**Task directions:** Restrict the output to the lines below starting at the one that contains "assert!(AgentConfig::from_toml_str(&short).is_err());" and ending at the one that contains "let dir = tempfile::tempdir().unwrap();", and restate them word for word, both ends included.

-- -- --

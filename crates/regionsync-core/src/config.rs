//! Agent configuration file (`regionsync.toml`) parser.
//!
//! ```toml
//! queue_capacity = 64
//!
//! [agent]
//! group_size = 3
//! index = 0
//! data_dir = "/var/lib/regionsync"
//!
//! [serving]
//! name = "us-east"
//! store = "/var/lib/regionsync/us-east.redb"
//! endpoints = ["kv-east-1:5000"]
//!
//! [[regions]]
//! name = "eu-west"
//! store = "/mnt/eu-west/eu-west.redb"
//! endpoints = ["kv-eu-1:5000"]
//!
//! [timing]
//! poll_interval = "1s"
//! startup_timeout = "60m"
//!
//! [checkpoint]
//! max_attempts = 10
//! ```

use std::collections::HashSet;
use std::path::{Path, PathBuf};
use std::time::Duration;

use serde::{Deserialize, Serialize};
use thiserror::Error;

use crate::duration::parse_duration;
use crate::types::{AgentIdentity, Region};

/// Errors raised while loading or validating the agent configuration.
#[derive(Debug, Error)]
pub enum ConfigError {
    #[error("failed to read config {path}: {source}")]
    Read {
        path: PathBuf,
        source: std::io::Error,
    },

    #[error("failed to parse config: {0}")]
    Parse(#[from] toml::de::Error),

    #[error("invalid config: {0}")]
    Invalid(String),
}

#[derive(Debug, Clone, Serialize, Deserialize)]
pub struct AgentConfig {
    pub agent: AgentSection,
    pub serving: Region,
    #[serde(default)]
    pub regions: Vec<Region>,
    #[serde(default)]
    pub timing: TimingConfig,
    #[serde(default)]
    pub checkpoint: CheckpointConfig,
    #[serde(default = "default_queue_capacity")]
    pub queue_capacity: usize,
}

#[derive(Debug, Clone, Serialize, Deserialize)]
pub struct AgentSection {
    pub group_size: u32,
    pub index: u32,
    pub data_dir: PathBuf,
}

/// Intervals and bounds, all as duration strings.
#[derive(Debug, Clone, Serialize, Deserialize)]
#[serde(default)]
pub struct TimingConfig {
    pub poll_interval: String,
    pub aggregator_tick: String,
    pub aggregator_timeout: String,
    pub worker_ready_timeout: String,
    pub dequeue_wait: String,
    pub validator_interval: String,
    pub startup_timeout: String,
    pub backoff_initial: String,
    pub backoff_max: String,
}

impl Default for TimingConfig {
    fn default() -> Self {
        Self {
            poll_interval: "1s".to_string(),
            aggregator_tick: "1s".to_string(),
            aggregator_timeout: "10m".to_string(),
            worker_ready_timeout: "30s".to_string(),
            dequeue_wait: "1s".to_string(),
            validator_interval: "30s".to_string(),
            startup_timeout: "60m".to_string(),
            backoff_initial: "1s".to_string(),
            backoff_max: "30s".to_string(),
        }
    }
}

/// Timing values resolved to `Duration`s.
#[derive(Debug, Clone, Copy, PartialEq, Eq)]
pub struct Timing {
    pub poll_interval: Duration,
    pub aggregator_tick: Duration,
    pub aggregator_timeout: Duration,
    pub worker_ready_timeout: Duration,
    pub dequeue_wait: Duration,
    pub validator_interval: Duration,
    pub startup_timeout: Duration,
    pub backoff_initial: Duration,
    pub backoff_max: Duration,
}

#[derive(Debug, Clone, Serialize, Deserialize)]
#[serde(default)]
pub struct CheckpointConfig {
    pub max_attempts: u32,
    pub not_found_interval: String,
    /// AES-256 key as 64 hex characters. Absent means plaintext checkpoints.
    pub encryption_key: Option<String>,
}

impl Default for CheckpointConfig {
    fn default() -> Self {
        Self {
            max_attempts: 10,
            not_found_interval: "5s".to_string(),
            encryption_key: None,
        }
    }
}

fn default_queue_capacity() -> usize {
    64
}

impl AgentConfig {
    /// Load and validate a config file.
    pub fn from_file(path: &Path) -> Result<Self, ConfigError> {
        let content = std::fs::read_to_string(path).map_err(|source| ConfigError::Read {
            path: path.to_path_buf(),
            source,
        })?;
        let config = Self::from_toml_str(&content)?;
        Ok(config)
    }

    pub fn from_toml_str(content: &str) -> Result<Self, ConfigError> {
        let config: AgentConfig = toml::from_str(content)?;
        config.validate()?;
        Ok(config)
    }

    pub fn identity(&self) -> Result<AgentIdentity, ConfigError> {
        AgentIdentity::new(self.agent.group_size, self.agent.index).ok_or_else(|| {
            ConfigError::Invalid(format!(
                "agent index {} is not within a group of {}",
                self.agent.index, self.agent.group_size
            ))
        })
    }

    /// Look up a configured source region by case-insensitive name.
    pub fn source_region(&self, name: &str) -> Option<&Region> {
        self.regions
            .iter()
            .find(|r| r.name().eq_ignore_ascii_case(name))
    }

    pub fn timing(&self) -> Result<Timing, ConfigError> {
        let t = &self.timing;
        Ok(Timing {
            poll_interval: duration_field("poll_interval", &t.poll_interval)?,
            aggregator_tick: duration_field("aggregator_tick", &t.aggregator_tick)?,
            aggregator_timeout: duration_field("aggregator_timeout", &t.aggregator_timeout)?,
            worker_ready_timeout: duration_field("worker_ready_timeout", &t.worker_ready_timeout)?,
            dequeue_wait: duration_field("dequeue_wait", &t.dequeue_wait)?,
            validator_interval: duration_field("validator_interval", &t.validator_interval)?,
            startup_timeout: duration_field("startup_timeout", &t.startup_timeout)?,
            backoff_initial: duration_field("backoff_initial", &t.backoff_initial)?,
            backoff_max: duration_field("backoff_max", &t.backoff_max)?,
        })
    }

    pub fn not_found_interval(&self) -> Result<Duration, ConfigError> {
        duration_field("not_found_interval", &self.checkpoint.not_found_interval)
    }

    /// Decode the checkpoint encryption key, if one is configured.
    pub fn encryption_key(&self) -> Result<Option<[u8; 32]>, ConfigError> {
        let Some(hex_key) = &self.checkpoint.encryption_key else {
            return Ok(None);
        };
        let bytes = hex::decode(hex_key.trim())
            .map_err(|e| ConfigError::Invalid(format!("encryption_key: {e}")))?;
        let key: [u8; 32] = bytes.try_into().map_err(|_| {
            ConfigError::Invalid("encryption_key must be 32 bytes (64 hex characters)".into())
        })?;
        Ok(Some(key))
    }

    fn validate(&self) -> Result<(), ConfigError> {
        self.identity()?;
        self.timing()?;
        self.not_found_interval()?;
        self.encryption_key()?;

        if self.queue_capacity == 0 {
            return Err(ConfigError::Invalid("queue_capacity must be > 0".into()));
        }
        if self.checkpoint.max_attempts == 0 {
            return Err(ConfigError::Invalid("checkpoint.max_attempts must be > 0".into()));
        }

        let mut seen = HashSet::new();
        seen.insert(self.serving.key());
        for region in &self.regions {
            if !seen.insert(region.key()) {
                return Err(ConfigError::Invalid(format!(
                    "region {} is configured more than once",
                    region.name()
                )));
            }
        }
        Ok(())
    }
}

fn duration_field(field: &str, value: &str) -> Result<Duration, ConfigError> {
    parse_duration(value)
        .ok_or_else(|| ConfigError::Invalid(format!("{field}: malformed duration {value:?}")))
}

#[cfg(test)]
mod tests {
    use super::*;

    const MINIMAL: &str = r#"
[agent]
group_size = 3
index = 1
data_dir = "/tmp/regionsync"

[serving]
name = "us-east"
store = "east.redb"
endpoints = ["east-1:5000"]

[[regions]]
name = "eu-west"
store = "eu.redb"
endpoints = ["eu-1:5000", "eu-2:5000"]
"#;

    #[test]
    fn parse_minimal_with_defaults() {
        let config = AgentConfig::from_toml_str(MINIMAL).unwrap();
        let identity = config.identity().unwrap();
        assert_eq!(identity.group_size(), 3);
        assert_eq!(identity.index(), 1);
        assert_eq!(config.queue_capacity, 64);
        assert_eq!(config.checkpoint.max_attempts, 10);

        let timing = config.timing().unwrap();
        assert_eq!(timing.startup_timeout, Duration::from_secs(3600));
        assert_eq!(timing.poll_interval, Duration::from_secs(1));
        assert!(config.encryption_key().unwrap().is_none());
    }

    #[test]
    fn source_region_lookup_is_case_insensitive() {
        let config = AgentConfig::from_toml_str(MINIMAL).unwrap();
        let region = config.source_region("EU-WEST").unwrap();
        assert_eq!(region.endpoints().len(), 2);
        assert!(config.source_region("ap-south").is_none());
    }

    #[test]
    fn index_outside_group_rejected() {
        let bad = MINIMAL.replace("index = 1", "index = 3");
        let err = AgentConfig::from_toml_str(&bad).unwrap_err();
        assert!(matches!(err, ConfigError::Invalid(_)));
    }

    #[test]
    fn duplicate_region_rejected() {
        let bad = format!(
            "{MINIMAL}\n[[regions]]\nname = \"EU-West\"\nstore = \"x\"\nendpoints = []\n"
        );
        assert!(AgentConfig::from_toml_str(&bad).is_err());
    }

    #[test]
    fn region_clashing_with_serving_rejected() {
        let bad = format!(
            "{MINIMAL}\n[[regions]]\nname = \"US-EAST\"\nstore = \"x\"\nendpoints = []\n"
        );
        assert!(AgentConfig::from_toml_str(&bad).is_err());
    }

    #[test]
    fn encryption_key_must_be_32_bytes() {
        let good = format!("{MINIMAL}\n[checkpoint]\nencryption_key = \"{}\"\n", "ab".repeat(32));
        let config = AgentConfig::from_toml_str(&good).unwrap();
        assert_eq!(config.encryption_key().unwrap(), Some([0xab; 32]));

        let short = format!("{MINIMAL}\n[checkpoint]\nencryption_key = \"abcd\"\n");
        assert!(AgentConfig::from_toml_str(&short).is_err());
    }

    #[test]
    fn malformed_timing_rejected() {
        let bad = format!("{MINIMAL}\n[timing]\npoll_interval = \"often\"\n");
        assert!(AgentConfig::from_toml_str(&bad).is_err());
    }

    #[test]
    fn from_file_reads_disk() {
        let dir = tempfile::tempdir().unwrap();
        let path = dir.path().join("regionsync.toml");
        std::fs::write(&path, MINIMAL).unwrap();
        let config = AgentConfig::from_file(&path).unwrap();
        assert_eq!(config.serving.name(), "us-east");

        let missing = AgentConfig::from_file(&dir.path().join("nope.toml"));
        assert!(matches!(missing, Err(ConfigError::Read { .. })));
    }
}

-- -- --

**Written solution:**
        assert!(AgentConfig::from_toml_str(&short).is_err());
    }

    #[test]
    fn malformed_timing_rejected() {
        let bad = format!("{MINIMAL}\n[timing]\npoll_interval = \"often\"\n");
        assert!(AgentConfig::from_toml_str(&bad).is_err());
    }

    #[test]
    fn from_file_reads_disk() {
        let dir = tempfile::tempdir().unwrap();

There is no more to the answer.